Naipaul’s contact in Buenos Aires was Norman Thomas di Giovanni (who died in 2017 aged 83), translator and amanuensis of Jorge Luis Borges, and who became the visitor’s direct link with the grand old man of Argentine letters. Norman organised a wide tour of useful and useless spokesmen and spokeswomen in society and politics, and introduced him to Margaret Gooding who became Naipaul’s lover for several years. Margaret would follow Naipaul to distant destinations all over the world. She was the daughter of Lawrence Smith who, at his home on Virrey del Pino, in Belgrano, became one of the best known and respected literary agents in Buenos Aires. This story appears also in Paul Theroux’s Sir Vidia’s Shadow, as well as in Patrick French’s authorized biography.

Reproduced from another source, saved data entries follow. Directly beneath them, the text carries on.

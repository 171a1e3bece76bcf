//! Interactive session loop
//!
//! Reads a line, lets the interpreter handle it, and renders any text it
//! hands back. Failures inside one iteration are reported and the loop
//! carries on; only quit, Ctrl-C, or end of input stop it.

pub mod render;

pub use render::{prepare_scratch_dir, RenderPipeline, RenderResult};

use crate::input::{CommandInterpreter, LineEvent, LineSource};
use crate::state::SessionState;
use crate::Result;
use log::{debug, error, info};
use std::io::Write;

/// Default prompt
pub const PROMPT: &str = "👄";

#[derive(Debug, Clone, Copy, PartialEq, Eq)]
pub enum LoopState {
    Running,
    Stopped,
}

pub struct SessionLoop<I: LineSource, W: Write> {
    input: I,
    interpreter: CommandInterpreter<W>,
    pipeline: RenderPipeline,
    state: SessionState,
    loop_state: LoopState,
    prompt: String,
    /// Results of the most recent utterance, if it rendered
    last_render: Option<RenderResult>,
}

impl<I: LineSource, W: Write> SessionLoop<I, W> {
    pub fn new(
        input: I,
        out: W,
        pipeline: RenderPipeline,
        state: SessionState,
        prompt: impl Into<String>,
    ) -> Self {
        Self {
            input,
            interpreter: CommandInterpreter::new(out),
            pipeline,
            state,
            loop_state: LoopState::Running,
            prompt: prompt.into(),
            last_render: None,
        }
    }

    /// Run until stopped
    pub fn run(&mut self) -> Result<()> {
        writeln!(self.interpreter.output_mut(), "Type help for help")?;
        info!("Session started");

        while self.loop_state == LoopState::Running {
            self.step()?;
        }
        Ok(())
    }

    /// Handle one line of input
    pub fn step(&mut self) -> Result<LoopState> {
        match self.input.read_line(&self.prompt) {
            Ok(LineEvent::Line(line)) => {
                debug!("Got input: {:?}", line);
                let text = self
                    .interpreter
                    .process(&line, &mut self.state, self.pipeline.generator_mut());
                if let Some(text) = text {
                    self.speak(&text)?;
                }
                if self.interpreter.quit_requested() {
                    self.stop()?;
                }
            }
            Ok(LineEvent::Interrupted) => {
                debug!("Interrupted");
                self.stop()?;
            }
            Ok(LineEvent::Eof) => {
                debug!("End of input");
                self.stop()?;
            }
            Err(e) => {
                error!("Failed to read input: {}", e);
                self.stop()?;
            }
        }
        Ok(self.loop_state)
    }

    fn speak(&mut self, text: &str) -> Result<()> {
        match self.pipeline.render(&mut self.state, text) {
            Ok(result) => {
                debug!(
                    "Rendered {} -> {:?}",
                    result.raw_file_path.display(),
                    result.resynth_file_paths()
                );
                self.last_render = Some(result);
            }
            Err(e) => {
                error!("Render failed: {}", e);
                writeln!(self.interpreter.output_mut(), "Error: {}", e)?;
                self.last_render = None;
            }
        }
        Ok(())
    }

    fn stop(&mut self) -> Result<()> {
        writeln!(self.interpreter.output_mut(), "Exit Robop...")?;
        self.loop_state = LoopState::Stopped;
        Ok(())
    }

    pub fn loop_state(&self) -> LoopState {
        self.loop_state
    }

    pub fn state(&self) -> &SessionState {
        &self.state
    }

    pub fn last_render(&self) -> Option<&RenderResult> {
        self.last_render.as_ref()
    }

    pub fn output(&self) -> &W {
        self.interpreter.output()
    }
}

Naipaul spent six weeks in Argentina. The article that followed in the New York Review of Books, ridiculing politicians, rejecting the society as shallow, ferocious about the history of Peronism and foreseeing the country in marked decline into savagery in the seventies took many people by surprise, winning praise by the well-read and outraged comments by businessmen and academics alike.

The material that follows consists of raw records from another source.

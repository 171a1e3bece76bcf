//! ONNX Runtime model backend
//!
//! An exported model is a pair of graphs: the encoder at the configured path
//! and the decoder next to it as `<stem>.decoder.onnx`. Each graph has one
//! float input and one float output. Waveforms enter the encoder shaped
//! `[1, 1, samples]`.

use super::registry::{Latent, ModelLoader, Resynthesizer};
use super::spec::ModelSpec;
use crate::{Result, RobopError};
use log::debug;
use ndarray::{ArrayD, IxDyn};
use ort::{inputs, session::Session, value::TensorRef};
use std::path::{Path, PathBuf};

/// Loads exported models with ONNX Runtime
pub struct OnnxLoader;

impl OnnxLoader {
    fn decoder_path(encoder: &Path) -> PathBuf {
        let stem = encoder
            .file_stem()
            .map(|s| s.to_string_lossy().into_owned())
            .unwrap_or_default();
        encoder.with_file_name(format!("{}.decoder.onnx", stem))
    }

    fn open(spec: &ModelSpec, path: &Path) -> Result<Session> {
        let fail = |e: ort::Error| RobopError::ModelLoad {
            name: spec.name.clone(),
            reason: format!("{}: {}", path.display(), e),
        };
        debug!("Opening ONNX graph {}", path.display());
        Session::builder().map_err(fail)?.commit_from_file(path).map_err(fail)
    }
}

impl ModelLoader for OnnxLoader {
    fn load_realtime(&self, spec: &ModelSpec) -> Result<Box<dyn Resynthesizer>> {
        if spec.file_path.extension().and_then(|e| e.to_str()) != Some("onnx") {
            return Err(RobopError::ModelLoad {
                name: spec.name.clone(),
                reason: format!(
                    "{} is not an ONNX graph; export the model to .onnx first",
                    spec.file_path.display()
                ),
            });
        }

        let decoder_path = Self::decoder_path(&spec.file_path);
        if !decoder_path.is_file() {
            return Err(RobopError::ModelLoad {
                name: spec.name.clone(),
                reason: format!("decoder graph {} not found", decoder_path.display()),
            });
        }

        Ok(Box::new(OnnxModel {
            name: spec.name.clone(),
            encoder: Self::open(spec, &spec.file_path)?,
            decoder: Self::open(spec, &decoder_path)?,
        }))
    }

    fn load_checkpoint(&self, spec: &ModelSpec) -> Result<Box<dyn Resynthesizer>> {
        Err(RobopError::ModelLoad {
            name: spec.name.clone(),
            reason: format!(
                "{} is a training checkpoint; export it to ONNX first",
                spec.file_path.display()
            ),
        })
    }
}

struct OnnxModel {
    name: String,
    encoder: Session,
    decoder: Session,
}

/// Run a single-input, single-output graph
fn run_graph(name: &str, session: &mut Session, shape: &[usize], data: &[f32]) -> Result<Latent> {
    let fail = |e: String| RobopError::Other(format!("model {}: {}", name, e));

    let array =
        ArrayD::from_shape_vec(IxDyn(shape), data.to_vec()).map_err(|e| fail(e.to_string()))?;
    let tensor = TensorRef::from_array_view(array.view()).map_err(|e| fail(e.to_string()))?;
    let outputs = session
        .run(inputs![tensor])
        .map_err(|e| fail(e.to_string()))?;

    let (out_shape, out_data) = outputs[0]
        .try_extract_tensor::<f32>()
        .map_err(|e| fail(e.to_string()))?;
    Ok(Latent {
        data: out_data.to_vec(),
        shape: out_shape.iter().map(|&d| d.max(0) as usize).collect(),
    })
}

impl Resynthesizer for OnnxModel {
    fn encode(&mut self, waveform: &[f32]) -> Result<Latent> {
        run_graph(&self.name, &mut self.encoder, &[1, 1, waveform.len()], waveform)
    }

    fn decode(&mut self, latent: &Latent) -> Result<Vec<f32>> {
        run_graph(&self.name, &mut self.decoder, &latent.shape, &latent.data).map(|out| out.data)
    }
}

His biographer, Patrick French, appears to chuckle at one outcome of the Naipaul article (The body behind the Iron Gate). The passage (page 317) may be seen as a picture of the rot into which Argentina was slipping, and it is best quoted.
“The most extreme form of literary criticism came from the leadership of the Montoneros guerrillas. Bob Cox, a brave editor, had paid U$100 to run part of the lengthy article in The Buenos Aires Herald at a time when other newspapers were self-censoring and journalists were being murdered. The Montoneros – and many others in this socially conservative, Roman Catholic country – took particular exception to some lines written by the now sexually initiated Vidia Naipaul about Evita: ‘Her commonness, her beauty, her success: they contribute to her sainthood. And her sexiness “Todos me acosan sexualmente,” she once said with irritation, in her actress days.. “Everybody makes a pass at me.” She was the macho’s ideal victim-woman – don’t those red lips still speak to the Argentine macho of her reputed skill in fellatio?’ Andrew Graham-Yooll, the paper’s young news editor, was blamed for the article; it was decided he would be killed with a desk bomb at the Herald office (on 25 de Mayo) near the Plaza de Mayo. The Montoneros had used this method before: opening a drawer would pull a wire which released the pin from a hand grenade taped inside the desk. A former Peronist MP, Diego Muñiz Barreto (later murdered by police), arrived at the underground meeting after the order for the assassination had been given and the killer had left the building. Luckily for the target, Muñiz Barreto said, ‘You can’t do that to Andrew. We trust him. Let’s investigate further.’ After a discussion, the order was countermanded and Andrew Graham-Yooll survived. He (Graham-Yooll) had met Vidia briefly during the trip, and found him uninterested in his own views about the country. ‘He had bought a pair of expensive leather gloves. Naipaul said, “These are really good gloves. Argentines make good gloves.” ‘I think he preferred being with important people like Borges’.”